Layer 3: signed-plugin flows¶
Signature verification is normally painful to test because it needs a real
keypair. fidius_test provides deterministic fixtures:
use fidius_host::PluginHost;
use fidius_test::{dylib_fixture, fixture_keypair};
#[test]
fn signed_plugin_with_trusted_key() {
let (signing_key, verifying_key) = fixture_keypair();
let fixture = dylib_fixture("../my-plugin")
.signed_with(&signing_key)
.build();
let host = PluginHost::builder()
.search_path(fixture.dir())
.require_signature(true)
.trusted_keys(&[verifying_key])
.build()
.unwrap();
host.load("MyPlugin").expect("signed with trusted key");
}
Available helpers:
| Helper | Purpose |
|---|---|
fixture_keypair() |
Deterministic (SigningKey, VerifyingKey) derived from a fixed seed |
fixture_keypair_with_seed(u8) |
Deterministic keypair with a caller-chosen seed — use different seeds for "wrong key" tests |
sign_dylib(path, &key) |
Write a .sig file next to a dylib (same convention as fidius sign) |
DylibFixtureBuilder::signed_with(&key) |
Sign the dylib during fixture build |
These keys are not secure — they exist only so tests can exercise the signing verification path deterministically. Never use them in production.
Layer 4: CLI smoke test¶
For a zero-setup smoke test of a plugin package, use fidius test:
$ fidius test ./my-plugin
Built: ./my-plugin/target/debug/libmy_plugin.dylib
Plugin: MyPlugin (interface MyTrait v1, 2 methods)
[0] — needs input (method takes args)
[1] ✓ invoked (output decoded as JSON)
Smoke passed: 1 plugin(s), 1 zero-arg method(s) invoked cleanly
This builds the package, loads it, and attempts to invoke each method with a zero-argument input. It's a smoke test — it verifies the FFI round-trip works, not that your method returns correct values. Methods with arguments are reported but not failed.
Useful as a CI pre-check and during local development to catch descriptor or registry issues without writing code.

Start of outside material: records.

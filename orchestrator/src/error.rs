use std::{fmt, io};

use fractal_core::FractalError;

/// All errors that can occur in the orchestrator.
#[derive(Debug)]
pub enum OrchestratorError {
    /// Invalid render configuration — caught before connecting.
    InvalidConfig(String),
    /// Failed to connect to a worker.
    ConnectionFailed { addr: String, source: io::Error },
    /// A worker reported an unrecoverable error instead of its data.
    WorkerFailed { worker_id: usize, detail: String },
    /// The gather protocol was violated: wrong sizes, duplicate ranks or an
    /// incomplete frame.
    Protocol(FractalError),
    /// A message arrived that the protocol does not allow at that point.
    UnexpectedMessage { got: &'static str },
    /// An underlying I/O error not covered by the above variants.
    Io(io::Error),
}

impl fmt::Display for OrchestratorError {
    fn fmt(&self, f: &mut fmt::Formatter<'_>) -> fmt::Result {
        match self {
            Self::InvalidConfig(msg) => write!(f, "invalid config: {msg}"),
            Self::ConnectionFailed { addr, source } => {
                write!(f, "connection failed to {addr}: {source}")
            }
            Self::WorkerFailed { worker_id, detail } => {
                write!(f, "worker {worker_id} failed: {detail}")
            }
            Self::Protocol(e) => write!(f, "gather protocol violation: {e}"),
            Self::UnexpectedMessage { got } => write!(f, "unexpected message: got {got}"),
            Self::Io(e) => write!(f, "io error: {e}"),
        }
    }
}

impl std::error::Error for OrchestratorError {
    fn source(&self) -> Option<&(dyn std::error::Error + 'static)> {
        match self {
            Self::ConnectionFailed { source, .. } => Some(source),
            Self::Protocol(e) => Some(e),
            Self::Io(e) => Some(e),
            _ => None,
        }
    }
}

impl From<io::Error> for OrchestratorError {
    fn from(e: io::Error) -> Self {
        Self::Io(e)
    }
}

impl From<FractalError> for OrchestratorError {
    fn from(e: FractalError) -> Self {
        Self::Protocol(e)
    }
}
pub mod builder;
pub mod config;
pub mod error;
pub mod worker;

pub use builder::WorkerBuilder;
pub use config::WorkerConfig;
pub use error::{Result, WorkerErr};
pub use worker::Worker;
use fractal_core::ImagePlane;

use crate::OrchestratorError;

/// Orchestrator-side render configuration: the worker fleet plus the frame
/// constants every rank must agree on.
///
/// The viewport and iteration parameters are passed explicitly to every
/// worker at bootstrap; nothing is shared as ambient state.
#[derive(Debug, Clone)]
pub struct RenderConfig<A> {
    pub worker_addrs: Vec<A>,
    pub width: u32,
    pub height: u32,
    pub max_iters: u32,
    pub xmin: f64,
    pub xmax: f64,
    pub ymin: f64,
    pub ymax: f64,
}

impl<A> RenderConfig<A> {
    /// Validates the frame constants into an `ImagePlane`.
    ///
    /// # Errors
    /// Returns `InvalidConfig` when the totals or bounds are degenerate.
    /// Nothing is connected before this check passes.
    pub fn plane(&self) -> Result<ImagePlane, OrchestratorError> {
        ImagePlane::new(
            self.width,
            self.height,
            self.max_iters,
            self.xmin,
            self.xmax,
            self.ymin,
            self.ymax,
        )
        .map_err(|e| OrchestratorError::InvalidConfig(e.to_string()))
    }
}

Which layer should I write?¶
| Question | Answer |
|---|---|
| Fastest feedback while writing plugin logic | Layer 1 (in-process) |
| Verify the full FFI round-trip works | Layer 2 (dylib fixture) |
| Test signed-plugin host-side policy | Layer 3 (signing fixtures) |
| "Does my plugin even build and load?" | Layer 4 (fidius test) |
Write Layer 1 tests for nearly every method — they're nearly free. Add Layer 2 integration tests for critical paths. Use Layer 3 when testing signature policy. Use Layer 4 as a CI smoke gate.